» Source data
○ ○ ○ ○ ○

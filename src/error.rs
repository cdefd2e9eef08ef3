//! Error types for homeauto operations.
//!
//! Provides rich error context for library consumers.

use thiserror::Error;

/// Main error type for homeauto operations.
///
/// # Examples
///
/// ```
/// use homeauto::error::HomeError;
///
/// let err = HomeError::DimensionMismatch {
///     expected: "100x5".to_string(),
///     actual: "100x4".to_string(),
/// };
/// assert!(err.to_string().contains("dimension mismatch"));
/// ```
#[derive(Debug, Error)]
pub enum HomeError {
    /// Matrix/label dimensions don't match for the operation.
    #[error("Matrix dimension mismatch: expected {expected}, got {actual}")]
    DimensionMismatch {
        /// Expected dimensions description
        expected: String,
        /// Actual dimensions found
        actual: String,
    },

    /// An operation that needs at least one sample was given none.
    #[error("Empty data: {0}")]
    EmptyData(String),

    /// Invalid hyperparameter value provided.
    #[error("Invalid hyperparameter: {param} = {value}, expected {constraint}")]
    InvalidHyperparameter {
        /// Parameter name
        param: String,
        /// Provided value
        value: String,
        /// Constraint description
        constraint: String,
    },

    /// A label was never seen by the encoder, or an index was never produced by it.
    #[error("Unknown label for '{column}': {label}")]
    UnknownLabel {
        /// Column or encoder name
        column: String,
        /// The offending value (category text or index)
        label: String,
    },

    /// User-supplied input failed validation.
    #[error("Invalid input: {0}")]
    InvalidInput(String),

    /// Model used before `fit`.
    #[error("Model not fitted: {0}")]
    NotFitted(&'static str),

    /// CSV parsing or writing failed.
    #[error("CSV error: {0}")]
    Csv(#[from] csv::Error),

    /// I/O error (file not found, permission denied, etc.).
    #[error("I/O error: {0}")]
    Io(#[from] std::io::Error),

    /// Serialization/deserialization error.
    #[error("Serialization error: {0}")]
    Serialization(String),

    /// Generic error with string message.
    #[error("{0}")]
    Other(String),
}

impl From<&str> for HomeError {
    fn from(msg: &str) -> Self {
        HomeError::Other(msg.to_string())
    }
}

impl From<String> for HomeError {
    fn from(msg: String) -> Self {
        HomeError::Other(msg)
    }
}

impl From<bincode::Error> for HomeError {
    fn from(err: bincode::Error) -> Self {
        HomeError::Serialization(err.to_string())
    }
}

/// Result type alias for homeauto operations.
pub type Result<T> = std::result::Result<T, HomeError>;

○ ○ ○ ○ ○

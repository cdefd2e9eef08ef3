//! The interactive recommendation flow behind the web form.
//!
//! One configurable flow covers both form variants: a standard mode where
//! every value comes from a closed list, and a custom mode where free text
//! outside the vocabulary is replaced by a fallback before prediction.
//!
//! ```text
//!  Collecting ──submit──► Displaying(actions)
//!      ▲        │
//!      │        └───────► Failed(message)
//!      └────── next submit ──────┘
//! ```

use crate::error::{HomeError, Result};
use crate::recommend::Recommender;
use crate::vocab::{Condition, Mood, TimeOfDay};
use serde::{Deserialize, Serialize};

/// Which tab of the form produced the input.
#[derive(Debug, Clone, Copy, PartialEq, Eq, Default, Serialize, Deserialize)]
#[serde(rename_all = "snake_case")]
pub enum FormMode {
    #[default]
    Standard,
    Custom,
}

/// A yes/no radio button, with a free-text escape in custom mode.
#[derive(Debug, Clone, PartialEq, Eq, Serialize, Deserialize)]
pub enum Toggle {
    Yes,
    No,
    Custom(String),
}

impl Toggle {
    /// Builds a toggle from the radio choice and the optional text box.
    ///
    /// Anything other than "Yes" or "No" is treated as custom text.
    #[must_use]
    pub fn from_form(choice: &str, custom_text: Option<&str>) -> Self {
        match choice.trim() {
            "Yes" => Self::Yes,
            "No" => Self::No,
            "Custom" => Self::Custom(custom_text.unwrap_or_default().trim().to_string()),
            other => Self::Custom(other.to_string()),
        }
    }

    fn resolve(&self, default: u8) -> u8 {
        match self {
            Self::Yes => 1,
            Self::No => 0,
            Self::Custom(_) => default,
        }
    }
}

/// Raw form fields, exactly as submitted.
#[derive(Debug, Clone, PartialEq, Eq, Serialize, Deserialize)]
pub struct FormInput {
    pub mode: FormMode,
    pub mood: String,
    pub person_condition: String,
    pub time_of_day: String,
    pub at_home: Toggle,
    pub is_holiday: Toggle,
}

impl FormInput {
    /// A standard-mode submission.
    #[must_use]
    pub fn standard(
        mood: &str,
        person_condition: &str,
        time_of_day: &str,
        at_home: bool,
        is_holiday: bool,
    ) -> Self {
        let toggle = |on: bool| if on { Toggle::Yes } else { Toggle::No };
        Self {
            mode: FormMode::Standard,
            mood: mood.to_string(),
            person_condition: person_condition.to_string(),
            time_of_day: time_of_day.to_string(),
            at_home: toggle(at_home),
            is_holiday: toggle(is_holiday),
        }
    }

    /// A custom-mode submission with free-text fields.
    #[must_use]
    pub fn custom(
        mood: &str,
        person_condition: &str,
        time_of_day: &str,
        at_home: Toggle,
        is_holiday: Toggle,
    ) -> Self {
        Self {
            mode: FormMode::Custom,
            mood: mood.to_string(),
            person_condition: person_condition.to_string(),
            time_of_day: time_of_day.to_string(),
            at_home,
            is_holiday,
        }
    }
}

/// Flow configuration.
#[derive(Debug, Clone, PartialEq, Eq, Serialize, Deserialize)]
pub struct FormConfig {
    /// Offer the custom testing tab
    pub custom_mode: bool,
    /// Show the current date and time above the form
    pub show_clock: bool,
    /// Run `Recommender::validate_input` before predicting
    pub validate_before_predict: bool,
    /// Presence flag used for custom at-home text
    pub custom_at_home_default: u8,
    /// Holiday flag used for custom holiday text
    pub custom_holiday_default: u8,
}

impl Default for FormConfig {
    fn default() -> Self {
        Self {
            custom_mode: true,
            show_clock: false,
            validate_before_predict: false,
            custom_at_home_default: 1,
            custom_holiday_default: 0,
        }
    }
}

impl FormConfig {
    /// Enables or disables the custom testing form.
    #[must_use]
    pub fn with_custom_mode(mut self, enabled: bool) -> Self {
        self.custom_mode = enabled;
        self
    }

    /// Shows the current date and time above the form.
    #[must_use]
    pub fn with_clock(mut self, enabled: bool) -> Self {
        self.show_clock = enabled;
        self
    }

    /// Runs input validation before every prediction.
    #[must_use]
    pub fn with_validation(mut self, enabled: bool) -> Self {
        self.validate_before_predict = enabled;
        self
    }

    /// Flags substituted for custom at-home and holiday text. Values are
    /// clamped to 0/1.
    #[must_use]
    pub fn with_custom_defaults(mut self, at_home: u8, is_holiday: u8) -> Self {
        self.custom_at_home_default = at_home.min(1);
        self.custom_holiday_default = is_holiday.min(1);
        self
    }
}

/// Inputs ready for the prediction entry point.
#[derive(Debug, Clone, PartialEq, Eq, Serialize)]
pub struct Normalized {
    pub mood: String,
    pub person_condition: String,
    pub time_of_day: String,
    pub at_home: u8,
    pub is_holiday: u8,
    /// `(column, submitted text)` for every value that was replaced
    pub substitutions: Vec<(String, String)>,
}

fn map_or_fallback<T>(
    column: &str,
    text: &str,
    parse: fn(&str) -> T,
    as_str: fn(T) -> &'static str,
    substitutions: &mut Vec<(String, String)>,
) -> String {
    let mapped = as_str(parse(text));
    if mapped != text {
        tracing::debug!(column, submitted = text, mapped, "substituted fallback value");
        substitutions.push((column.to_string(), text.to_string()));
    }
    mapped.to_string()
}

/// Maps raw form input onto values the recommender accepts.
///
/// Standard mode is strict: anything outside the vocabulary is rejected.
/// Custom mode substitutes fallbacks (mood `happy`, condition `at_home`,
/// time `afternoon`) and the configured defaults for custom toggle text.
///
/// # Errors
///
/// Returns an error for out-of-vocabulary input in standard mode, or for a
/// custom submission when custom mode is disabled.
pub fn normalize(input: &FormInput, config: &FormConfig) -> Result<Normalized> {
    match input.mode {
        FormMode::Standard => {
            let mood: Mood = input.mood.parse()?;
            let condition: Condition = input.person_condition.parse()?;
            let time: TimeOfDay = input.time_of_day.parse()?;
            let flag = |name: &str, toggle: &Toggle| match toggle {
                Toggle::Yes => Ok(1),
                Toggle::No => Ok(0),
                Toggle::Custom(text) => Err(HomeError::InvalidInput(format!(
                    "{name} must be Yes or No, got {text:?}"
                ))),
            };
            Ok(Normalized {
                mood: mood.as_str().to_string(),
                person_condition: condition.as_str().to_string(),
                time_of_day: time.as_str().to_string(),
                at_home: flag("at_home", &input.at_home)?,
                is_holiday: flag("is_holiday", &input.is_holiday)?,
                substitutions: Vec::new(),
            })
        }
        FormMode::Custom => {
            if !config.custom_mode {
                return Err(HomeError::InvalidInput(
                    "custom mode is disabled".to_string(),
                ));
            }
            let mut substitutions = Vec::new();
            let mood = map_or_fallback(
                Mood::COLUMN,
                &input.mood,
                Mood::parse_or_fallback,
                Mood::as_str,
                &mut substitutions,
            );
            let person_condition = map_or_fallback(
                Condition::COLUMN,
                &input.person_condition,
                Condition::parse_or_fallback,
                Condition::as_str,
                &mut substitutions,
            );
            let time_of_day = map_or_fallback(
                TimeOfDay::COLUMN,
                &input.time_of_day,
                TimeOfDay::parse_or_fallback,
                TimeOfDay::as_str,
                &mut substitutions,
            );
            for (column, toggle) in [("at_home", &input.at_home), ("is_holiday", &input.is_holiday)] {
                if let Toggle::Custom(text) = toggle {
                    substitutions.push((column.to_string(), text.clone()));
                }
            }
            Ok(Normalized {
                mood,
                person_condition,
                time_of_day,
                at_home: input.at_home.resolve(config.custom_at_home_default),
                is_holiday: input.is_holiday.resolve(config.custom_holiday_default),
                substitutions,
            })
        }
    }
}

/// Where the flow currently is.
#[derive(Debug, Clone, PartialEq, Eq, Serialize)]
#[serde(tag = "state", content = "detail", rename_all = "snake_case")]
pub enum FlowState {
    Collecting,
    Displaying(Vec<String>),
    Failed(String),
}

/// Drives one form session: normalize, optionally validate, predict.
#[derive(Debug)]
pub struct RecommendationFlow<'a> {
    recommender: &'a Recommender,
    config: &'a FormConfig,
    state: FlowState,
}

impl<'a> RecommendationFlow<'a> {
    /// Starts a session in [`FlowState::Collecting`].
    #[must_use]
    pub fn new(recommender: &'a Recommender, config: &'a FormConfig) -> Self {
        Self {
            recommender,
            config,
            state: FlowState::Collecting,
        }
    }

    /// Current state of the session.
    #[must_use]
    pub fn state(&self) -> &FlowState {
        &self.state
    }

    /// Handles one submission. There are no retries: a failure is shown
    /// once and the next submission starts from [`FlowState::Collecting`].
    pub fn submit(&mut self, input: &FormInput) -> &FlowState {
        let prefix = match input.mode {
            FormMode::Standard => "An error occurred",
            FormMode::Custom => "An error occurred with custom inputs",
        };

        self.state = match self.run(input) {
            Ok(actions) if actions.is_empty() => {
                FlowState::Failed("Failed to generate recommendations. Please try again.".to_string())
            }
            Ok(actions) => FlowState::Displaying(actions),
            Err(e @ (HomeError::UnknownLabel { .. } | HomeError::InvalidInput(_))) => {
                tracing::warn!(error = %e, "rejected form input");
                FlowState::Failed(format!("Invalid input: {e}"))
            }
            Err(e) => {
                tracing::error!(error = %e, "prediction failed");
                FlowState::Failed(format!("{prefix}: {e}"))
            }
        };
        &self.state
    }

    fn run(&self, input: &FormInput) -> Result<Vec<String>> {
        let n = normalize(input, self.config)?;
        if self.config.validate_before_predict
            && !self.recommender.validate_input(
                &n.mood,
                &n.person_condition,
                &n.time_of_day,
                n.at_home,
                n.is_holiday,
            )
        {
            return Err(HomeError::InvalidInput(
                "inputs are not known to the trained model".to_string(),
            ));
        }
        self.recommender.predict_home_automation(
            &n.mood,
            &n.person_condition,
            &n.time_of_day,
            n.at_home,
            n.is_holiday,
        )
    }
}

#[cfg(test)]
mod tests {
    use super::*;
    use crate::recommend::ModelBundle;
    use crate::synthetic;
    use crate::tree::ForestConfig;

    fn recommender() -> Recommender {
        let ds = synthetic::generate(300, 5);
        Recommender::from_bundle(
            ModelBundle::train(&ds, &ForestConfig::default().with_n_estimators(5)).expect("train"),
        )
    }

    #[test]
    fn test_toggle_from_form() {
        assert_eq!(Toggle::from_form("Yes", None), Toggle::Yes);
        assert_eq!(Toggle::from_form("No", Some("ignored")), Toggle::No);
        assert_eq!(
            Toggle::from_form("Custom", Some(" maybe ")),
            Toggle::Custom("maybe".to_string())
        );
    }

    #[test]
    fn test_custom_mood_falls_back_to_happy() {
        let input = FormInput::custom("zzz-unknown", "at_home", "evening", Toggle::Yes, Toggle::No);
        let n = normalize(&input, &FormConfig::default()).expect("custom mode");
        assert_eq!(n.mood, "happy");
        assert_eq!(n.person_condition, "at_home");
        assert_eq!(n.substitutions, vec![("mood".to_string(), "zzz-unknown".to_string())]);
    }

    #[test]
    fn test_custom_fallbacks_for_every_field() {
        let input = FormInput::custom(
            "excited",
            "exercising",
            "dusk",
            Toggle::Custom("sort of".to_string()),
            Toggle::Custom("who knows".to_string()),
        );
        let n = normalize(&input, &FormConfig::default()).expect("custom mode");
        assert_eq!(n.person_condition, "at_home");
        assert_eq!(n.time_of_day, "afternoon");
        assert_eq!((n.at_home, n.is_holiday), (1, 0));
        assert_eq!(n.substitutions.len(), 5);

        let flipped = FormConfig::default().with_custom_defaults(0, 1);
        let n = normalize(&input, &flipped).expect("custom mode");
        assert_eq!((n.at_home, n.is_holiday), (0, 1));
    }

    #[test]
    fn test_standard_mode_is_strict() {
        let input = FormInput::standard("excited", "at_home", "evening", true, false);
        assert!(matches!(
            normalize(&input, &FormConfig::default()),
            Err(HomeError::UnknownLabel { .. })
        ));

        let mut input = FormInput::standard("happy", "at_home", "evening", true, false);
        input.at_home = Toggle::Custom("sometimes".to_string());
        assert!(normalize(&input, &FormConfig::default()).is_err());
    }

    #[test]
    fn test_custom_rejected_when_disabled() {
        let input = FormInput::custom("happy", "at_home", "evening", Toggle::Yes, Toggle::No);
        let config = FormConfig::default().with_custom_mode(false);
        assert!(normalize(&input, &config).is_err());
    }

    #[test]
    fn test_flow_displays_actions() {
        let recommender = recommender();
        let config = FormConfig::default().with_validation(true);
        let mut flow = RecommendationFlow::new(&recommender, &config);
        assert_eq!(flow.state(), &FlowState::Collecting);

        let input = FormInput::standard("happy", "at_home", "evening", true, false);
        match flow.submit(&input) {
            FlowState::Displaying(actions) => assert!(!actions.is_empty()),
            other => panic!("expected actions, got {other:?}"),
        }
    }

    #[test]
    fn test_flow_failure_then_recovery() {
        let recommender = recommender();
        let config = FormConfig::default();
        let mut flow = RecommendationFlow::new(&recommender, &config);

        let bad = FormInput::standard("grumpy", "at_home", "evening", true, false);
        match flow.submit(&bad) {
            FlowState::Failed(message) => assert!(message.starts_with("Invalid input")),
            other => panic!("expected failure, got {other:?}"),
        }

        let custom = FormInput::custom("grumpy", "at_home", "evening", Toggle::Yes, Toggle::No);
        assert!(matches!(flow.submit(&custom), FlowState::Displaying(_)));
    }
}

○ ○ ○ ○ ○

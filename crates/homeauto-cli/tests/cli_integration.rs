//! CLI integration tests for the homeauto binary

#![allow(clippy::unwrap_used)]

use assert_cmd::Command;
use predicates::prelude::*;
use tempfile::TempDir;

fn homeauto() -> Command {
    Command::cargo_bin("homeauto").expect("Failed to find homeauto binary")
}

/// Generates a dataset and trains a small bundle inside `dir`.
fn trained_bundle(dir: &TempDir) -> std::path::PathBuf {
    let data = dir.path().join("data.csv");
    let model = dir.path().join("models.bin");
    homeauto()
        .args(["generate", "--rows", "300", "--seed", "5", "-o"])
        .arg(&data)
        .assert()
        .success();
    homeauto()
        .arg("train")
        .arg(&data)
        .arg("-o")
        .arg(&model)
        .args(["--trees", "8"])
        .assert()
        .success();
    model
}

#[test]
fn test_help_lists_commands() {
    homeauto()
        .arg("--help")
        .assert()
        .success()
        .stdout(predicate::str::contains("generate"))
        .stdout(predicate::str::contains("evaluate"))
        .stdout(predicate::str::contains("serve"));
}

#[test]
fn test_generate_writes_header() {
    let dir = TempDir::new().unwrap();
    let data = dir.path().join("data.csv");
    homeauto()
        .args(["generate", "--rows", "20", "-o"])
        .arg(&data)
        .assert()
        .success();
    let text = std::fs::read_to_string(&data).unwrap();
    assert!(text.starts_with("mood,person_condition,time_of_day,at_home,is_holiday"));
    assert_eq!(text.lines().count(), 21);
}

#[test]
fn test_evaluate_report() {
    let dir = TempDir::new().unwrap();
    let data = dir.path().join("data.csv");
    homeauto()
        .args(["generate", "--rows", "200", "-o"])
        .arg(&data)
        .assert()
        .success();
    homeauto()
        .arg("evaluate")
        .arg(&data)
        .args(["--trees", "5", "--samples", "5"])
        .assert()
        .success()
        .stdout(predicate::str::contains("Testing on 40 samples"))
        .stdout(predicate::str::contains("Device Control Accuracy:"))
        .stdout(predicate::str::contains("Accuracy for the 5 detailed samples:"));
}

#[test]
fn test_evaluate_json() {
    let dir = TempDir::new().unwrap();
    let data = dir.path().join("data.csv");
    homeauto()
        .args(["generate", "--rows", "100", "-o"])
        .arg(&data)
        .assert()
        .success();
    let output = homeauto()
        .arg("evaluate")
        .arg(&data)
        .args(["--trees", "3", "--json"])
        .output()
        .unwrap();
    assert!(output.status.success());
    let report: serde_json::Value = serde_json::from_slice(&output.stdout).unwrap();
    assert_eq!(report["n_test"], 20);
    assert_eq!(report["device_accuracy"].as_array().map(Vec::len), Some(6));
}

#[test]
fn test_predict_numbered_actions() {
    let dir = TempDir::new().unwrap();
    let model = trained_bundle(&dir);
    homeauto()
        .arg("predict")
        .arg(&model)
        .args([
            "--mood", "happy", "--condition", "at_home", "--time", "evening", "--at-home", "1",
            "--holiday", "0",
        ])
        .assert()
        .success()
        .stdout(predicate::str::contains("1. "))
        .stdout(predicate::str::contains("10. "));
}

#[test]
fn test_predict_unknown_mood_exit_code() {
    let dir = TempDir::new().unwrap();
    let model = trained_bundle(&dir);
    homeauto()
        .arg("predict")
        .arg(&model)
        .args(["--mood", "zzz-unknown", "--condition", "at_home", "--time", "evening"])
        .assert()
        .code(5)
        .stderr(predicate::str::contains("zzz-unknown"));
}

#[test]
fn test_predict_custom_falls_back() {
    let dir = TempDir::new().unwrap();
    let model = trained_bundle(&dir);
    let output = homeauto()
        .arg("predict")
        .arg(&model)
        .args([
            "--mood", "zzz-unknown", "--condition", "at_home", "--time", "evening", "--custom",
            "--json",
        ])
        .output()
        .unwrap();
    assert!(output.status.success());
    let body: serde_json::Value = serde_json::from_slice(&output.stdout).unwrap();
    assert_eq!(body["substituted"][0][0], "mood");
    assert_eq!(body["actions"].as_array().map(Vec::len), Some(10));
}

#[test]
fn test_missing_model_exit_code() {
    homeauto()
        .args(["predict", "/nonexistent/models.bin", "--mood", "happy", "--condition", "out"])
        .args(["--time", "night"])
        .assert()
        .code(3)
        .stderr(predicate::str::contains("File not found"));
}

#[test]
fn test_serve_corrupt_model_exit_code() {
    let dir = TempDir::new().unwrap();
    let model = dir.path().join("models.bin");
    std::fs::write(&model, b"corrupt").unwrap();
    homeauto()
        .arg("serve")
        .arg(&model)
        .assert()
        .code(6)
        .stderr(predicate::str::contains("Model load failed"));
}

○ ○ ○ ○ ○

» Activity
From the line containing "filename src/error.rs" down to the line containing "for the operation." in the material above, reproduce every line exactly, including the two end lines.

» Completed task
filename src/error.rs
repository cdefd2e9eef08ef3
//! Error types for homeauto operations.
//!
//! Provides rich error context for library consumers.

use thiserror::Error;

/// Main error type for homeauto operations.
///
/// # Examples
///
/// ```
/// use homeauto::error::HomeError;
///
/// let err = HomeError::DimensionMismatch {
///     expected: "100x5".to_string(),
///     actual: "100x4".to_string(),
/// };
/// assert!(err.to_string().contains("dimension mismatch"));
/// ```
#[derive(Debug, Error)]
pub enum HomeError {
    /// Matrix/label dimensions don't match for the operation.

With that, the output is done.